Wybuch gniewu inwestorów narasta na rynku FTSE 100. Ponad 10% spółek znalazło się na liście hańby z powodu nadmiernych wynagrodzeń. Łączny rachunek za premie dla prezesów w 2022 roku w indeksie 100 największych spółek notowanych na London Stock Exchange wyniósł 420 milionów funtów. Ta kwota budzi kontrowersje, zwłaszcza w sytuacji, gdy wiele firm ignoruje gniew własnych inwestorów w sprawie corocznych raportów płacowych.
Horrendalne zarobki prezesów
Julia Hoggett, szefowa London Stock Exchange, apeluje o „konstruktywną dyskusję” na temat wynagrodzeń. Jednak obawy, iż utalentowani szefowie mogą opuścić brytyjskie firmy na rzecz USA, gdzie potencjalne nagrody są jeszcze wyższe, dodają oliwy do ognia.
Nie brakuje spektakularnych przykładów.
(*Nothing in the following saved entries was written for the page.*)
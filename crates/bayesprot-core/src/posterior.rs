//! Writing inference results back into the identifications.
//!
//! A pass first resets every protein score to its prior, so proteins in
//! components that were skipped or failed keep a meaningful score, and then
//! overwrites the scores of everything that was inferred.

use crate::engine::errors::InferenceError;
use crate::evidence::graph::{EvidenceGraph, EvidenceNode, NodeIdx, NodeKind};
use crate::evidence::ident::{PeptideIdentification, ProteinGroupRecord, ProteinIdentification};

/// Records each protein's current score as its user-defined prior.
///
/// Called once at the start of every run, so a score updated between runs
/// replaces the prior recorded by the previous one.
pub fn record_user_priors(proteins: &mut ProteinIdentification) {
    for hit in &mut proteins.hits {
        hit.prior = Some(hit.score);
    }
}

/// Sets every protein score to its prior: the recorded user prior when enabled, γ otherwise.
pub fn reset_protein_scores(
    proteins: &mut ProteinIdentification,
    prot_prior: f64,
    user_defined_priors: bool,
) {
    for hit in &mut proteins.hits {
        hit.score = match hit.prior {
            Some(prior) if user_defined_priors => prior,
            _ => prot_prior,
        };
    }
}

/// Writes `(node, posterior)` pairs onto proteins, protein groups and PSMs.
///
/// Peptide groups carry no score and are ignored.
pub fn write_posteriors(
    graph: &mut EvidenceGraph,
    proteins: &mut ProteinIdentification,
    peptides: &mut [PeptideIdentification],
    posteriors: &[(NodeIdx, f64)],
) -> Result<(), InferenceError> {
    for &(node, posterior) in posteriors {
        match graph.node(node).clone() {
            EvidenceNode::Protein { hit } => {
                let protein = proteins.hits.get_mut(hit).ok_or_else(|| {
                    InferenceError::Internal(format!("protein hit {} out of range", hit))
                })?;
                protein.score = posterior;
            }
            EvidenceNode::ProteinGroup { .. } => graph.set_group_probability(node, posterior)?,
            EvidenceNode::PeptideSpectrumMatch { identification, hit } => {
                let psm = peptides
                    .get_mut(identification)
                    .and_then(|id| id.hits.get_mut(hit))
                    .ok_or_else(|| {
                        InferenceError::Internal(format!(
                            "peptide hit {} of identification {} out of range",
                            hit, identification
                        ))
                    })?;
                psm.score = posterior;
            }
            EvidenceNode::PeptideGroup => {}
        }
    }
    Ok(())
}

/// Protein-group records of every multi-node component, in component order.
///
/// Each record holds the group posterior and the accessions of its member proteins.
pub fn indistinguishable_groups(
    graph: &EvidenceGraph,
    proteins: &ProteinIdentification,
) -> Vec<ProteinGroupRecord> {
    let mut records = Vec::new();
    graph.apply_on_components_sequentially(|component| {
        if component.len() < 2 {
            return;
        }
        for &node in component.nodes() {
            let EvidenceNode::ProteinGroup { probability } = *graph.node(node) else {
                continue;
            };
            let mut members: Vec<NodeIdx> = graph
                .neighbors(node)
                .iter()
                .copied()
                .filter(|&n| graph.kind(n) == NodeKind::Protein)
                .collect();
            members.sort_unstable();
            let accessions = members
                .into_iter()
                .filter_map(|n| match graph.node(n) {
                    EvidenceNode::Protein { hit } => {
                        proteins.hits.get(*hit).map(|h| h.accession.clone())
                    }
                    _ => None,
                })
                .collect();
            records.push(ProteinGroupRecord {
                probability,
                accessions,
            });
        }
    });
    records
}

#[cfg(test)]
mod tests {
    use super::*;
    use crate::evidence::ident::{PeptideHit, ProteinHit};

    fn fixture() -> (EvidenceGraph, ProteinIdentification, Vec<PeptideIdentification>) {
        let proteins = ProteinIdentification::with_hits(vec![
            ProteinHit::new("P1"),
            ProteinHit::new("P2"),
            ProteinHit::new("P3"),
        ]);
        let peptides = vec![PeptideIdentification::with_hits(vec![PeptideHit::new(
            "AAK",
            0.9,
            ["P1", "P2"],
        )])];
        let mut graph = EvidenceGraph::build(&proteins, &peptides, 1);
        graph.compute_connected_components();
        graph.cluster_indistinguishable_nodes();
        (graph, proteins, peptides)
    }

    #[test]
    fn reset_uses_user_priors_only_when_enabled() {
        let mut proteins = ProteinIdentification::with_hits(vec![
            ProteinHit::new("P1"),
            ProteinHit::new("P2"),
        ]);
        proteins.hits[0].score = 0.8;
        record_user_priors(&mut proteins);
        assert_eq!(proteins.hits[0].prior, Some(0.8));

        reset_protein_scores(&mut proteins, 0.5, true);
        assert_eq!(proteins.hits[0].score, 0.8);
        assert_eq!(proteins.hits[1].score, 0.0);

        reset_protein_scores(&mut proteins, 0.5, false);
        assert_eq!(proteins.hits[0].score, 0.5);

        proteins.hits[0].score = 0.1;
        record_user_priors(&mut proteins);
        assert_eq!(proteins.hits[0].prior, Some(0.1));
    }

    #[test]
    fn posteriors_land_on_their_records() {
        let (mut graph, mut proteins, mut peptides) = fixture();
        let group = (0..graph.node_count() as u32)
            .map(NodeIdx)
            .find(|&n| graph.kind(n) == NodeKind::ProteinGroup)
            .expect("protein group");

        write_posteriors(
            &mut graph,
            &mut proteins,
            &mut peptides,
            &[(NodeIdx(0), 0.7), (NodeIdx(3), 0.95), (group, 0.9)],
        )
        .expect("write");

        assert_eq!(proteins.hits[0].score, 0.7);
        assert_eq!(peptides[0].hits[0].score, 0.95);
        assert_eq!(graph.node(group), &EvidenceNode::ProteinGroup { probability: 0.9 });
    }

    #[test]
    fn groups_list_member_accessions() {
        let (mut graph, proteins, _) = fixture();
        let group = (0..graph.node_count() as u32)
            .map(NodeIdx)
            .find(|&n| graph.kind(n) == NodeKind::ProteinGroup)
            .expect("protein group");
        graph.set_group_probability(group, 0.6).expect("group");

        let records = indistinguishable_groups(&graph, &proteins);
        // P3 is a singleton component and contributes nothing.
        assert_eq!(
            records,
            vec![ProteinGroupRecord {
                probability: 0.6,
                accessions: vec!["P1".to_string(), "P2".to_string()],
            }]
        );
    }
}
Trzej mężczyźni zarobili ponad 100 milionów funtów jako liderzy FTSE 100. Najlepiej zarabiającą kobietą była Dame Emma Walmsley z giganta farmaceutycznego GlaxoSmithKline, zarabiając 8,5 miliona funtów.
Najwyżej opłacaną osobą w FTSE 100 jest Pascal Soriot, który zarobił ponad 10,5 miliona funtów w ramach długoterminowego bonusu. Słynny za swoją pracę nad jedną z najważniejszych szczepionek na świecie przeciwko Covid-19, teraz cieszy się pozycją najwyżej opłacanego prezesa w sektorze.
Może Cię również zainteresować: Wall Street zrzuca Apple z tronu. Inwestorzy mają dość
Kontrowersyjne nagrody i reakcja inwestorów
Inne kontrowersyjne przypadki to Bernard Looney, dyrektor generalny BP, który zarobił 10 milionów funtów. Również Albert Manifold, szef firmy budowlanej CRH, który zgarnął 10,4 miliona funtów.
Inwestorzy coraz częściej wyrażają niezadowolenie z rosnących wynagrodzeń szefów. Obecne regulacje nie zmuszają jednak firm do stosowania się do wyników głosowań nad ich rocznymi raportami płacowymi.
Debata na temat jakim są zarobki szefów w Wielkiej Brytanii jest niewątpliwie gorąca. Chociaż wiele firm przez cały czas ignoruje gniew inwestorów, narastająca presja może zmusić rząd do podjęcia bardziej zdecydowanych działań.
Wysokość zarobków na najwyższych stanowiskach w brytyjskich firmach wydaje się nie mieć końca. Budzą one coraz więcej kontrowersji i pytań o równość i uczciwość w świecie biznesu.